Saved data entries
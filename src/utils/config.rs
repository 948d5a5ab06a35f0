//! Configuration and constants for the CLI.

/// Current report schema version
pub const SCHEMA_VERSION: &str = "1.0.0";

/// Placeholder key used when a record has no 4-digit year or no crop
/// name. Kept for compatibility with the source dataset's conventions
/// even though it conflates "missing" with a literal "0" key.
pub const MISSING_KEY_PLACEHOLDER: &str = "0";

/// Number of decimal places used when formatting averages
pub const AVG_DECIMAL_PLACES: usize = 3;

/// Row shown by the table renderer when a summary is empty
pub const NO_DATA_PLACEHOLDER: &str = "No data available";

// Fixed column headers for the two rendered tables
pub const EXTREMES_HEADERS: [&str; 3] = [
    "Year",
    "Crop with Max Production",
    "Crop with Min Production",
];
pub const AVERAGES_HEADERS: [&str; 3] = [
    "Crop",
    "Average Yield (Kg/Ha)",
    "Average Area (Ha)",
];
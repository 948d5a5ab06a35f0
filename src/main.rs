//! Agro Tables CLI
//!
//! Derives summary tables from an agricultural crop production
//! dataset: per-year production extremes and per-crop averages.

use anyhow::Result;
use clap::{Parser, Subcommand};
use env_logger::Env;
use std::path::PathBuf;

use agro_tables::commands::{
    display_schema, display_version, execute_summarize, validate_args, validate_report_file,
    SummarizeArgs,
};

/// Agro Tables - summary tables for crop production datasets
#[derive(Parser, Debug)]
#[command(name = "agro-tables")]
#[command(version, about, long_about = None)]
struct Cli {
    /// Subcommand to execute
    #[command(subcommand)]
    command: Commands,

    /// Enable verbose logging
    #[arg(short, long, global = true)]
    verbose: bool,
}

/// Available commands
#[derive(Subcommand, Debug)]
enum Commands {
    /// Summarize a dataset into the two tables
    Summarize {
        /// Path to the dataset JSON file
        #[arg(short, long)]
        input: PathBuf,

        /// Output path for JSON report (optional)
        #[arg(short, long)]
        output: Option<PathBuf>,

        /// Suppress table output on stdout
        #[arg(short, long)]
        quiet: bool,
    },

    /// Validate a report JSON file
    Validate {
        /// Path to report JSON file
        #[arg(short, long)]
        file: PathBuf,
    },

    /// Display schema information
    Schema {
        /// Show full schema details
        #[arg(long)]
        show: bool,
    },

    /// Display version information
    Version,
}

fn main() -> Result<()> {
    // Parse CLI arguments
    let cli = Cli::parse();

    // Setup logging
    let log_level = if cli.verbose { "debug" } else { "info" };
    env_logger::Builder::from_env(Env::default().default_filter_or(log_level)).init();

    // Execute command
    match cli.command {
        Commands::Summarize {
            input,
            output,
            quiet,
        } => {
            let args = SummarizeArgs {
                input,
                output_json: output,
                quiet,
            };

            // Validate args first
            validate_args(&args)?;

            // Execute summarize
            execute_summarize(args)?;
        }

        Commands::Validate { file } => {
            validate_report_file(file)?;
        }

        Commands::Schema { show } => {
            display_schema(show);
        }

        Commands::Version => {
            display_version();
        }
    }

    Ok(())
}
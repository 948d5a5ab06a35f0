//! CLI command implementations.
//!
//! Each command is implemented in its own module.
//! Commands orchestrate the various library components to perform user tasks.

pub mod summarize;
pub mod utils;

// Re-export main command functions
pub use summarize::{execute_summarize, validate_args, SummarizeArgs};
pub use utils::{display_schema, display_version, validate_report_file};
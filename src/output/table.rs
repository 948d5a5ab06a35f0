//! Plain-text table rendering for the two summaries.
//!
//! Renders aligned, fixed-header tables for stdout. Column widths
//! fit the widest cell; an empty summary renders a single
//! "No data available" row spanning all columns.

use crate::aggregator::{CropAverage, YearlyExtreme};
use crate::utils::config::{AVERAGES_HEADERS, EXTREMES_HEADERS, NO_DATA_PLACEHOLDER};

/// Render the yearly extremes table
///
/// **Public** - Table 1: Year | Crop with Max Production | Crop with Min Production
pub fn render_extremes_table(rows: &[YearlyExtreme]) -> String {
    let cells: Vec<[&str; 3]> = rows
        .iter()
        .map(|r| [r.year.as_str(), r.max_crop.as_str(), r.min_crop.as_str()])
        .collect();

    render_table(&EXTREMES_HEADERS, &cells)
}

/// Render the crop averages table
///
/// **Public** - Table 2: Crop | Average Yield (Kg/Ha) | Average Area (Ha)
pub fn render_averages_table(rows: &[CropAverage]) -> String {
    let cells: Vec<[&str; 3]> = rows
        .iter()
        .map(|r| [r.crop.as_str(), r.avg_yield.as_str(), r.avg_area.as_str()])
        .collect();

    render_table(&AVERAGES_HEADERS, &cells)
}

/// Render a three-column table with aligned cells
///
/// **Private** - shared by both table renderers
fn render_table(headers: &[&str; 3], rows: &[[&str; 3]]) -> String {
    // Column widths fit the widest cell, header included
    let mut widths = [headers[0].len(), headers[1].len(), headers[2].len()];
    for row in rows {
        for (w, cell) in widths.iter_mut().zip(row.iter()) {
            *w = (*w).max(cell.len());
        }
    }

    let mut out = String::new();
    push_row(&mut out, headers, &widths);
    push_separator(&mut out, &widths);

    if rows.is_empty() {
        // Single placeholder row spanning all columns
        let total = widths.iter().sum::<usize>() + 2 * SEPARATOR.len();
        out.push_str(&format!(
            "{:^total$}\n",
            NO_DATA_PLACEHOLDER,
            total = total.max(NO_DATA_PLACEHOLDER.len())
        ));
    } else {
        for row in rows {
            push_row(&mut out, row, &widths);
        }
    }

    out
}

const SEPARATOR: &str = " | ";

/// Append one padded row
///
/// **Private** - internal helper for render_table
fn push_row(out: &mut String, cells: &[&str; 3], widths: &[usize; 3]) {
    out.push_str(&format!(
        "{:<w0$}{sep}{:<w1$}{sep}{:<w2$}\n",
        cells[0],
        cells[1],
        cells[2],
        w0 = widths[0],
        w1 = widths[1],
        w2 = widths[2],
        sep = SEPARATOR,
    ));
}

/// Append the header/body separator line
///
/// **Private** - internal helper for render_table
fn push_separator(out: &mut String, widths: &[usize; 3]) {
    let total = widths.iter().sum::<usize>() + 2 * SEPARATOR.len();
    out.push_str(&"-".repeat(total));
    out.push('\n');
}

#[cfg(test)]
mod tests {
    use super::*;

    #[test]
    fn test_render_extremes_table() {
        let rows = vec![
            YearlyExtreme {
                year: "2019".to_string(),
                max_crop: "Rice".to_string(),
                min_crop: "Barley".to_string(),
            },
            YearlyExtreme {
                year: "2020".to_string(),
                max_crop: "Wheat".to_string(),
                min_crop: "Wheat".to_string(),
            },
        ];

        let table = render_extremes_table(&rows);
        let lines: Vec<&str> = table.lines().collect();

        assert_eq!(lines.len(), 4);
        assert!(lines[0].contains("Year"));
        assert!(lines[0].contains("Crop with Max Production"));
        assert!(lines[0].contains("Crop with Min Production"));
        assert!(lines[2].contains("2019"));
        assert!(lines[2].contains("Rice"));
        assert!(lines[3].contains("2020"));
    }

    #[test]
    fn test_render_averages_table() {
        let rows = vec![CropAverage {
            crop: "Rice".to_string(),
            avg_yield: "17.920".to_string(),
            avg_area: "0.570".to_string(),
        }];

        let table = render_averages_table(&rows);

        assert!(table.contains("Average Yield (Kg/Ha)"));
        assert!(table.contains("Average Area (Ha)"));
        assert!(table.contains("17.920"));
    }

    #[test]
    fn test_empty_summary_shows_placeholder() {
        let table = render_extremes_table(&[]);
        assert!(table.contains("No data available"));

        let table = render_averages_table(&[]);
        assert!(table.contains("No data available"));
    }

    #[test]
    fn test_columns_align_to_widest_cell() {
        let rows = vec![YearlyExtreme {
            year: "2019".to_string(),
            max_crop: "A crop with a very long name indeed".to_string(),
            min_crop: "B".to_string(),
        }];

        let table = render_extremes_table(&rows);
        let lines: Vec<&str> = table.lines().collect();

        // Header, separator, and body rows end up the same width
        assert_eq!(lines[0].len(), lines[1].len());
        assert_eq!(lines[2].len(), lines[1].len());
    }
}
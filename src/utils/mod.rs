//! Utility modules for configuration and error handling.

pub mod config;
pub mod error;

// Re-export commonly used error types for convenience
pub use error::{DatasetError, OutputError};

(Work item) Copy out the entries above exactly as given, starting at the top and ending with the line containing "Enable verbose logging"; include both and nothing more.

(The completed task)
filename src/utils/config.rs
repository 948d5a5ab06a35f0
//! Configuration and constants for the CLI.

/// Current report schema version
pub const SCHEMA_VERSION: &str = "1.0.0";

/// Placeholder key used when a record has no 4-digit year or no crop
/// name. Kept for compatibility with the source dataset's conventions
/// even though it conflates "missing" with a literal "0" key.
pub const MISSING_KEY_PLACEHOLDER: &str = "0";

/// Number of decimal places used when formatting averages
pub const AVG_DECIMAL_PLACES: usize = 3;

/// Row shown by the table renderer when a summary is empty
pub const NO_DATA_PLACEHOLDER: &str = "No data available";

// Fixed column headers for the two rendered tables
pub const EXTREMES_HEADERS: [&str; 3] = [
    "Year",
    "Crop with Max Production",
    "Crop with Min Production",
];
pub const AVERAGES_HEADERS: [&str; 3] = [
    "Crop",
    "Average Yield (Kg/Ha)",
    "Average Area (Ha)",
];
repository 948d5a5ab06a35f0
filename src/main.rs
//! Agro Tables CLI
//!
//! Derives summary tables from an agricultural crop production
//! dataset: per-year production extremes and per-crop averages.

use anyhow::Result;
use clap::{Parser, Subcommand};
use env_logger::Env;
use std::path::PathBuf;

use agro_tables::commands::{
    display_schema, display_version, execute_summarize, validate_args, validate_report_file,
    SummarizeArgs,
};

/// Agro Tables - summary tables for crop production datasets
#[derive(Parser, Debug)]
#[command(name = "agro-tables")]
#[command(version, about, long_about = None)]
struct Cli {
    /// Subcommand to execute
    #[command(subcommand)]
    command: Commands,

    /// Enable verbose logging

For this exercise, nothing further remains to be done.